Transgene-mediated skeletal phenotypic variation in zebrafish

Affiliations

Transgene-mediated skeletal phenotypic variation in zebrafish

Charles B Kimmel et al. J Fish Biol. 2021 Apr.

Abstract

When considering relationships between genotype and phenotype we frequently ignore the fact that the genome of a typical animal, notably including that of a fish and a human, harbours a huge amount of foreign DNA. Such DNA, in the form of transposable elements, can affect genome function in a major way, and transgene biology needs to be included in our understanding of the genome. Here we examine an unexpected phenotypic effect of the chromosomally integrated transgene fli1a-F-hsp70l:Gal4VP16 that serves as a model for transgene function generally. We examine larval fras1 mutant zebrafish (Danio rerio). Gal4VP16 is a potent transcriptional activator that is already well known for toxicity and mediating unusual transcriptional effects.

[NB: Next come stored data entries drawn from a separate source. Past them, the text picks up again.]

//! Error types for message lookup
//!
//! Provides unified error handling using thiserror.

use axum::{
    http::StatusCode,
    response::{IntoResponse, Response},
    Json,
};
use serde_json::json;
use thiserror::Error;

// == Intuition Error Enum ==
/// Unified error type for message lookup and caching.
#[derive(Error, Debug)]
pub enum IntuitionError {
    /// No domain was given and no default domain is configured
    #[error("Configuration error: {0}")]
    Configuration(String),

    /// Key not present in the message set, even after an optional refresh
    #[error("No message for key '{key}' in domain '{domain}'")]
    Lookup { key: String, domain: String },

    /// The remote service has no messages for the domain
    #[error("Illegal domain given: {0}")]
    InvalidDomain(String),

    /// The remote service answered with an error payload
    #[error("Remote error: {0}")]
    Remote(String),

    /// Network-level failure while downloading messages
    #[error("Fetch failed: {0}")]
    Fetch(String),

    /// Persisted message file could not be parsed
    #[error("Corrupt message file: {0}")]
    CorruptCache(String),

    /// Local filesystem failure
    #[error("I/O error: {0}")]
    Io(#[from] std::io::Error),

    /// The process-wide default instance was used before `init`
    #[error("Default instance not initialized")]
    NotInitialized,

    /// Internal server error
    #[error("Internal error: {0}")]
    Internal(String),
}

// == IntoResponse Implementation ==
impl IntoResponse for IntuitionError {
    fn into_response(self) -> Response {
        let status = match &self {
            IntuitionError::Lookup { .. } | IntuitionError::InvalidDomain(_) => {
                StatusCode::NOT_FOUND
            }
            IntuitionError::Configuration(_) => StatusCode::BAD_REQUEST,
            IntuitionError::Remote(_) | IntuitionError::Fetch(_) => StatusCode::BAD_GATEWAY,
            IntuitionError::CorruptCache(_)
            | IntuitionError::Io(_)
            | IntuitionError::NotInitialized
            | IntuitionError::Internal(_) => StatusCode::INTERNAL_SERVER_ERROR,
        };

        let body = Json(json!({
            "error": self.to_string()
        }));

        (status, body).into_response()
    }
}

// == Result Type Alias ==
/// Convenience Result type for message lookup.
pub type Result<T> = std::result::Result<T, IntuitionError>;
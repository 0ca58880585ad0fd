//! API Module
//!
//! HTTP handlers and routing for the message lookup API.
//!
//! # Endpoints
//! - `GET /msg/:key` - Look up a message in the default domain
//! - `GET /msg/:domain/:key` - Look up a message in a domain
//! - `GET /messages/:domain` - Get a domain's whole message set
//! - `GET /stats` - Get cache statistics
//! - `GET /health` - Health check endpoint

pub mod handlers;
pub mod routes;

pub use handlers::*;
pub use routes::create_router;
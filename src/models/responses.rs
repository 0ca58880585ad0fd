//! Response DTOs for the lookup API
//!
//! Defines the structure of outgoing HTTP response bodies.

use serde::Serialize;

use crate::cache::{CacheStats, MessageSet};

/// Response body for a single message lookup (GET /msg/...)
#[derive(Debug, Clone, Serialize)]
pub struct MessageResponse {
    /// Domain the message was looked up in
    pub domain: String,
    /// Language of the message
    pub language: String,
    /// The requested key
    pub key: String,
    /// The localized message
    pub message: String,
}

impl MessageResponse {
    /// Creates a new MessageResponse
    pub fn new(
        domain: impl Into<String>,
        language: impl Into<String>,
        key: impl Into<String>,
        message: impl Into<String>,
    ) -> Self {
        Self {
            domain: domain.into(),
            language: language.into(),
            key: key.into(),
            message: message.into(),
        }
    }
}

/// Response body for a whole message set (GET /messages/:domain)
#[derive(Debug, Clone, Serialize)]
pub struct DomainMessagesResponse {
    /// The requested domain
    pub domain: String,
    /// Language of the messages
    pub language: String,
    /// Number of messages in the set
    pub count: usize,
    /// All messages keyed by message key
    pub messages: MessageSet,
}

impl DomainMessagesResponse {
    /// Creates a new DomainMessagesResponse
    pub fn new(domain: impl Into<String>, language: impl Into<String>, messages: MessageSet) -> Self {
        Self {
            domain: domain.into(),
            language: language.into(),
            count: messages.len(),
            messages,
        }
    }
}

/// Response body for the stats endpoint (GET /stats)
#[derive(Debug, Clone, Serialize)]
pub struct StatsResponse {
    /// Requests answered from memory
    pub memory_hits: u64,
    /// Reads of persisted message files
    pub disk_loads: u64,
    /// Message sets downloaded from the service
    pub downloads: u64,
    /// Lookups that found no message
    pub lookup_misses: u64,
    /// Current number of (domain, language) entries in memory
    pub total_entries: usize,
    /// Memory hit rate (memory_hits / (memory_hits + disk_loads))
    pub hit_rate: f64,
}

impl From<CacheStats> for StatsResponse {
    fn from(stats: CacheStats) -> Self {
        Self {
            hit_rate: stats.hit_rate(),
            memory_hits: stats.memory_hits,
            disk_loads: stats.disk_loads,
            downloads: stats.downloads,
            lookup_misses: stats.lookup_misses,
            total_entries: stats.total_entries,
        }
    }
}

/// Response body for the health endpoint (GET /health)
#[derive(Debug, Clone, Serialize)]
pub struct HealthResponse {
    /// Health status (e.g., "healthy")
    pub status: String,
    /// Current timestamp in ISO 8601 format
    pub timestamp: String,
}

impl HealthResponse {
    /// Creates a new HealthResponse with current timestamp
    pub fn healthy() -> Self {
        Self {
            status: "healthy".to_string(),
            timestamp: chrono::Utc::now().to_rfc3339(),
        }
    }
}
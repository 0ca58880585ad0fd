//! Intuition - Localized message lookup
//!
//! Looks up translated messages by key, domain and language. Message sets are
//! downloaded from the Intuition service on demand and cached in memory and
//! on disk, each layer with its own expiry.

pub mod api;
pub mod cache;
pub mod config;
pub mod error;
pub mod fetch;
pub mod global;
pub mod lang;
pub mod models;

pub use api::AppState;
pub use cache::{MessageCache, MessageSet, PersistentStore};
pub use config::Config;
pub use error::{IntuitionError, Result};
pub use global::{get, init, install};
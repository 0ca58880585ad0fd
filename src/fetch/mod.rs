//! Fetch Module
//!
//! Downloads raw message documents from the message service.

mod http;

#[cfg(test)]
pub(crate) mod fake;

pub use http::HttpFetcher;

use crate::error::Result;

// == Message Fetcher ==
/// Source of raw message documents for a (domain, language) pair.
///
/// Implementations return the response body verbatim; parsing is left to
/// the persistent store. Failures are reported as `IntuitionError::Fetch`
/// and are never retried here.
pub trait MessageFetcher: Send + Sync {
    /// Downloads the document holding `domain`'s messages in `language`.
    fn fetch(&self, domain: &str, language: &str) -> Result<Vec<u8>>;
}
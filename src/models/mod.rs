//! Request and Response models for the lookup API
//!
//! This module defines the DTOs (Data Transfer Objects) used for
//! serializing/deserializing HTTP request and response bodies.

pub mod requests;
pub mod responses;

// Re-export commonly used types
pub use requests::LookupQuery;
pub use responses::{DomainMessagesResponse, HealthResponse, MessageResponse, StatsResponse};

In the presence of the transgene, phenotypes in the neural crest-derived craniofacial skeleton, notably fusions and shape changes associated with loss of function fras1 mutations, are made more severe, as we quantify by scoring phenotypic penetrance, the fraction of mutants expressing the trait. A very interesting feature is that the enhancements are highly specific for fras1 mutant phenotypes, occurring in the apparent absence of more widespread changes. Except for the features due to the fras1 mutation, the transgene-bearing larvae appear generally healthy and to be developing normally. The transgene behaves as a genetic partial dominant: a single copy is sufficient for the enhancements, yet, for some traits, two copies may exert a stronger effect. We made new strains bearing independent insertions of the fli1a-F-hsp70l:Gal4VP16 transgene in new locations in the genome, and observed increased severities of the same phenotypes as observed for the original insertion. This finding suggests that sequences within the transgene, for example Gal4VP16, are responsible for the enhancements, rather than the effect on neighbouring host sequences (such as an insertional mutation). The specificity and biological action underlying the traits are subjects of considerable interest for further investigation, as we discuss. Our findings show that work with transgenes needs to be undertaken with caution and attention to detail.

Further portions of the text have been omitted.